Promoting systemic change towards gender equality
IWDA recently launched the Equality Insights Rapid tool to collect gender-sensitive poverty data through phone surveying. This accessible data will help decision makers target and support those in need by better understanding how different people experience poverty and inequality.

Looking at the pathways different countries have taken to adopting feminist foreign policies, IWDA also launched the Australian Feminist Foreign Policy Coalition (AFFPC) to transform discourse and engage with political leaders.

When challenges from the pandemic arose, IWDA quickly began work on a project called Imagining Feminist Futures After COVID-19. Key workshops were held with over 200 participants from around the world on themes including centring racial justice, First Nations justice and finding creative ways to subvert capitalism.

The agency also developed and refined a range of intersectional feminist workshops and training offerings based on two of their toolkits: Plan Your Power (PYP) and Feminist Organisational Capacity Strengthening (FOCS). 

Building a resilient and relevant feminist organisation
Shaping IWDA’s journey is their River of Change plan – implemented in 2021 to help guide IWDA to become an explicitly anti-racist feminist organisation and create a space where all staff feel a sense of belonging and that they can bring their whole selves to work.
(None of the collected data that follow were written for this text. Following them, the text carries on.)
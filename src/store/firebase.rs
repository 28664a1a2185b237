// ABOUTME: Realtime-database REST backend storing the per-user JSON tree
// ABOUTME: Firebase-style GET/PUT/DELETE on {base}/{path}.json with optional auth
//
// SPDX-License-Identifier: MIT OR Apache-2.0
// Copyright (c) 2025 Vitalis Health

//! Firebase Realtime Database REST backend.
//!
//! The hosted database exposes every node as `{base}/{path}.json`; absent
//! nodes read as JSON `null`. Dated entries live under
//! `users/{id}/entries/{domain}/{date}`, goals under `users/{id}/goals/{id}`,
//! achievements under `users/{id}/achievements`.
//!
//! Change events published here reflect writes made through this process;
//! cross-client streaming belongs to the hosted client SDK and is out of
//! scope for the backend.

use super::{ChangeChannels, ChangeEvent, ChangeKind, StoreProvider};
use async_trait::async_trait;
use chrono::NaiveDate;
use reqwest::Client;
use serde::de::DeserializeOwned;
use serde::Serialize;
use std::collections::BTreeMap;
use std::time::Duration;
use tokio::sync::broadcast;
use tracing::debug;
use uuid::Uuid;
use vitalis_core::errors::{AppError, AppResult};
use vitalis_core::models::{
    Achievement, Goal, HealthDomain, NutritionEntry, SleepEntry, SupplementEntry, UserProfile,
    WorkoutEntry,
};

/// Request timeout for database calls
const REQUEST_TIMEOUT_SECS: u64 = 10;

/// Date format used as the entry key in the store tree
const DATE_KEY_FORMAT: &str = "%Y-%m-%d";

/// Realtime-database REST store
pub struct FirebaseStore {
    client: Client,
    base_url: String,
    auth_token: Option<String>,
    channels: ChangeChannels,
}

impl FirebaseStore {
    /// Create a store for the given database base URL
    ///
    /// # Errors
    /// Returns an error when the HTTP client cannot be constructed.
    pub fn new(base_url: &str, auth_token: Option<String>) -> AppResult<Self> {
        let client = Client::builder()
            .timeout(Duration::from_secs(REQUEST_TIMEOUT_SECS))
            .build()
            .map_err(|e| AppError::config(format!("failed to build HTTP client: {e}")))?;
        Ok(Self {
            client,
            base_url: base_url.trim_end_matches('/').to_owned(),
            auth_token,
            channels: ChangeChannels::default(),
        })
    }

    fn node_url(&self, path: &str) -> String {
        let mut url = format!("{}/{path}.json", self.base_url);
        if let Some(token) = &self.auth_token {
            url.push_str("?auth=");
            url.push_str(token);
        }
        url
    }

    async fn get_node<T: DeserializeOwned>(&self, path: &str) -> AppResult<Option<T>> {
        debug!(path, "store read");
        let response = self
            .client
            .get(self.node_url(path))
            .send()
            .await?
            .error_for_status()?;
        // Absent nodes read as JSON null
        let value: serde_json::Value = response.json().await?;
        if value.is_null() {
            return Ok(None);
        }
        Ok(Some(serde_json::from_value(value)?))
    }

    async fn put_node<T: Serialize + Sync>(&self, path: &str, value: &T) -> AppResult<()> {
        debug!(path, "store write");
        self.client
            .put(self.node_url(path))
            .json(value)
            .send()
            .await?
            .error_for_status()?;
        Ok(())
    }

    async fn delete_node(&self, path: &str) -> AppResult<()> {
        debug!(path, "store delete");
        self.client
            .delete(self.node_url(path))
            .send()
            .await?
            .error_for_status()?;
        Ok(())
    }

    fn entry_path(user_id: Uuid, domain: HealthDomain, date: NaiveDate) -> String {
        format!(
            "users/{user_id}/entries/{}/{}",
            domain.as_path_segment(),
            date.format(DATE_KEY_FORMAT)
        )
    }

    fn domain_path(user_id: Uuid, domain: HealthDomain) -> String {
        format!("users/{user_id}/entries/{}", domain.as_path_segment())
    }

    /// Read a domain's entry map and return its values most-recent-first
    async fn list_entries<E: DeserializeOwned>(
        &self,
        user_id: Uuid,
        domain: HealthDomain,
    ) -> AppResult<Vec<E>> {
        let map: Option<BTreeMap<NaiveDate, E>> =
            self.get_node(&Self::domain_path(user_id, domain)).await?;
        Ok(map
            .map(|entries| entries.into_values().rev().collect())
            .unwrap_or_default())
    }

    fn publish(
        &self,
        user_id: Uuid,
        domain: Option<HealthDomain>,
        date: Option<NaiveDate>,
        kind: ChangeKind,
    ) {
        self.channels.publish(ChangeEvent {
            user_id,
            domain,
            date,
            kind,
        });
    }
}

#[async_trait]
impl StoreProvider for FirebaseStore {
    async fn create_user(&self, profile: &UserProfile) -> AppResult<()> {
        self.put_node(&format!("users/{}/profile", profile.id), profile)
            .await
    }

    async fn get_user(&self, user_id: Uuid) -> AppResult<Option<UserProfile>> {
        self.get_node(&format!("users/{user_id}/profile")).await
    }

    async fn update_billing_customer(&self, user_id: Uuid, customer_id: &str) -> AppResult<()> {
        self.put_node(
            &format!("users/{user_id}/profile/billing_customer_id"),
            &customer_id,
        )
        .await
    }

    async fn sleep_entries(&self, user_id: Uuid) -> AppResult<Vec<SleepEntry>> {
        self.list_entries(user_id, HealthDomain::Sleep).await
    }

    async fn upsert_sleep_entry(&self, user_id: Uuid, entry: &SleepEntry) -> AppResult<()> {
        self.put_node(
            &Self::entry_path(user_id, HealthDomain::Sleep, entry.date),
            entry,
        )
        .await?;
        self.publish(
            user_id,
            Some(HealthDomain::Sleep),
            Some(entry.date),
            ChangeKind::Upserted,
        );
        Ok(())
    }

    async fn delete_sleep_entry(&self, user_id: Uuid, date: NaiveDate) -> AppResult<()> {
        self.delete_node(&Self::entry_path(user_id, HealthDomain::Sleep, date))
            .await?;
        self.publish(
            user_id,
            Some(HealthDomain::Sleep),
            Some(date),
            ChangeKind::Deleted,
        );
        Ok(())
    }

    async fn nutrition_entries(&self, user_id: Uuid) -> AppResult<Vec<NutritionEntry>> {
        self.list_entries(user_id, HealthDomain::Nutrition).await
    }

    async fn upsert_nutrition_entry(
        &self,
        user_id: Uuid,
        entry: &NutritionEntry,
    ) -> AppResult<()> {
        self.put_node(
            &Self::entry_path(user_id, HealthDomain::Nutrition, entry.date),
            entry,
        )
        .await?;
        self.publish(
            user_id,
            Some(HealthDomain::Nutrition),
            Some(entry.date),
            ChangeKind::Upserted,
        );
        Ok(())
    }

    async fn delete_nutrition_entry(&self, user_id: Uuid, date: NaiveDate) -> AppResult<()> {
        self.delete_node(&Self::entry_path(user_id, HealthDomain::Nutrition, date))
            .await?;
        self.publish(
            user_id,
            Some(HealthDomain::Nutrition),
            Some(date),
            ChangeKind::Deleted,
        );
        Ok(())
    }

    async fn workout_entries(&self, user_id: Uuid) -> AppResult<Vec<WorkoutEntry>> {
        self.list_entries(user_id, HealthDomain::Workouts).await
    }

    async fn upsert_workout_entry(&self, user_id: Uuid, entry: &WorkoutEntry) -> AppResult<()> {
        self.put_node(
            &Self::entry_path(user_id, HealthDomain::Workouts, entry.date),
            entry,
        )
        .await?;
        self.publish(
            user_id,
            Some(HealthDomain::Workouts),
            Some(entry.date),
            ChangeKind::Upserted,
        );
        Ok(())
    }

    async fn delete_workout_entry(&self, user_id: Uuid, date: NaiveDate) -> AppResult<()> {
        self.delete_node(&Self::entry_path(user_id, HealthDomain::Workouts, date))
            .await?;
        self.publish(
            user_id,
            Some(HealthDomain::Workouts),
            Some(date),
            ChangeKind::Deleted,
        );
        Ok(())
    }

    async fn supplement_entries(&self, user_id: Uuid) -> AppResult<Vec<SupplementEntry>> {
        self.list_entries(user_id, HealthDomain::Supplements).await
    }

    async fn upsert_supplement_entry(
        &self,
        user_id: Uuid,
        entry: &SupplementEntry,
    ) -> AppResult<()> {
        self.put_node(
            &Self::entry_path(user_id, HealthDomain::Supplements, entry.date),
            entry,
        )
        .await?;
        self.publish(
            user_id,
            Some(HealthDomain::Supplements),
            Some(entry.date),
            ChangeKind::Upserted,
        );
        Ok(())
    }

    async fn delete_supplement_entry(&self, user_id: Uuid, date: NaiveDate) -> AppResult<()> {
        self.delete_node(&Self::entry_path(user_id, HealthDomain::Supplements, date))
            .await?;
        self.publish(
            user_id,
            Some(HealthDomain::Supplements),
            Some(date),
            ChangeKind::Deleted,
        );
        Ok(())
    }

    async fn goals(&self, user_id: Uuid) -> AppResult<Vec<Goal>> {
        let map: Option<BTreeMap<String, Goal>> =
            self.get_node(&format!("users/{user_id}/goals")).await?;
        let mut goals: Vec<Goal> = map.map(|g| g.into_values().collect()).unwrap_or_default();
        goals.sort_by(|a, b| b.created_at.cmp(&a.created_at));
        Ok(goals)
    }

    async fn upsert_goal(&self, user_id: Uuid, goal: &Goal) -> AppResult<()> {
        self.put_node(&format!("users/{user_id}/goals/{}", goal.id), goal)
            .await?;
        self.publish(user_id, None, None, ChangeKind::Upserted);
        Ok(())
    }

    async fn delete_goal(&self, user_id: Uuid, goal_id: &str) -> AppResult<()> {
        self.delete_node(&format!("users/{user_id}/goals/{goal_id}"))
            .await?;
        self.publish(user_id, None, None, ChangeKind::Deleted);
        Ok(())
    }

    async fn achievements(&self, user_id: Uuid) -> AppResult<Vec<Achievement>> {
        let map: Option<BTreeMap<String, Achievement>> = self
            .get_node(&format!("users/{user_id}/achievements"))
            .await?;
        Ok(map.map(|a| a.into_values().collect()).unwrap_or_default())
    }

    async fn put_achievements(
        &self,
        user_id: Uuid,
        achievements: &[Achievement],
    ) -> AppResult<()> {
        let map: BTreeMap<&str, &Achievement> = achievements
            .iter()
            .map(|a| (a.id.as_str(), a))
            .collect();
        self.put_node(&format!("users/{user_id}/achievements"), &map)
            .await?;
        self.publish(user_id, None, None, ChangeKind::Upserted);
        Ok(())
    }

    fn subscribe(&self, user_id: Uuid) -> broadcast::Receiver<ChangeEvent> {
        self.channels.subscribe(user_id)
    }
}

#[cfg(test)]
mod tests {
    use super::*;

    #[test]
    fn test_node_url_appends_auth() {
        let store = FirebaseStore::new("https://app.firebaseio.com/", Some("tok".into())).unwrap();
        assert_eq!(
            store.node_url("users/abc/profile"),
            "https://app.firebaseio.com/users/abc/profile.json?auth=tok"
        );
    }

    #[test]
    fn test_entry_path_uses_date_key() {
        let user = Uuid::nil();
        let date = NaiveDate::from_ymd_opt(2025, 6, 3).unwrap();
        assert_eq!(
            FirebaseStore::entry_path(user, HealthDomain::Sleep, date),
            format!("users/{user}/entries/sleep/2025-06-03")
        );
    }
}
Intersectionality is core. Contributing to progressive change towards gender equality this year, the organisation resourced divers women’s rights organisations primarily in Asia and the Pacific. This recognised that divers women deeply embedded in their local communities are the best placed to drive transformative change.

IWDA also joined the Advisory Group for Women Deliver 2023 and made several commitments under the Generation Equality Forum, including flexible funding for core support for diverse women’s rights organisations of at least $4.5m annually, a commitment to improving data through their Equality Insights program and convening diverse feminist organisations to advance an Australian Feminist Foreign Policy.

Continually improving and learning from evidence-based practice
Committed to evidence-based practice, IWDA produced their annual organisational Monitoring, Evaluation and Learning (MEL) report.

This year’s report showed that IWDA made significant progress against the objectives in their three-year Strategic Plan, despite the ongoing challenges and effects of COVID-19.

Many partners and external stakeholders recognised them as a “high-performing organisation” but also gave feedback wishing for more communication about the breadth of IWDA’s role and evolving focus in areas of sexual orientation, gender identity and expression.

IWDA improved their governance with the implementation of a Co-Chair model to expand diverse perspectives on IWDA’s board, which have been shared through informational webinars.

Communicating critical work with the public
In 2021, IWDA introduced a new webinar series called, “Troublemakers: Courageous Conversations with Fiery Feminists”. The series was designed to inform IWDA’s feminist practices and contribute to critical debates within the development and international, intersectional feminist sectors.

The first webinar was a conversation on feminist co-leadership and power sharing, followed by the next webinar on an exploration into the tensions between feminism and capitalism. The third was a webinar focused on resourcing unregistered feminist collectives and lastly, a discussion exploring the meaning of ‘wellbeing’ for women and LGTQIA+ activists.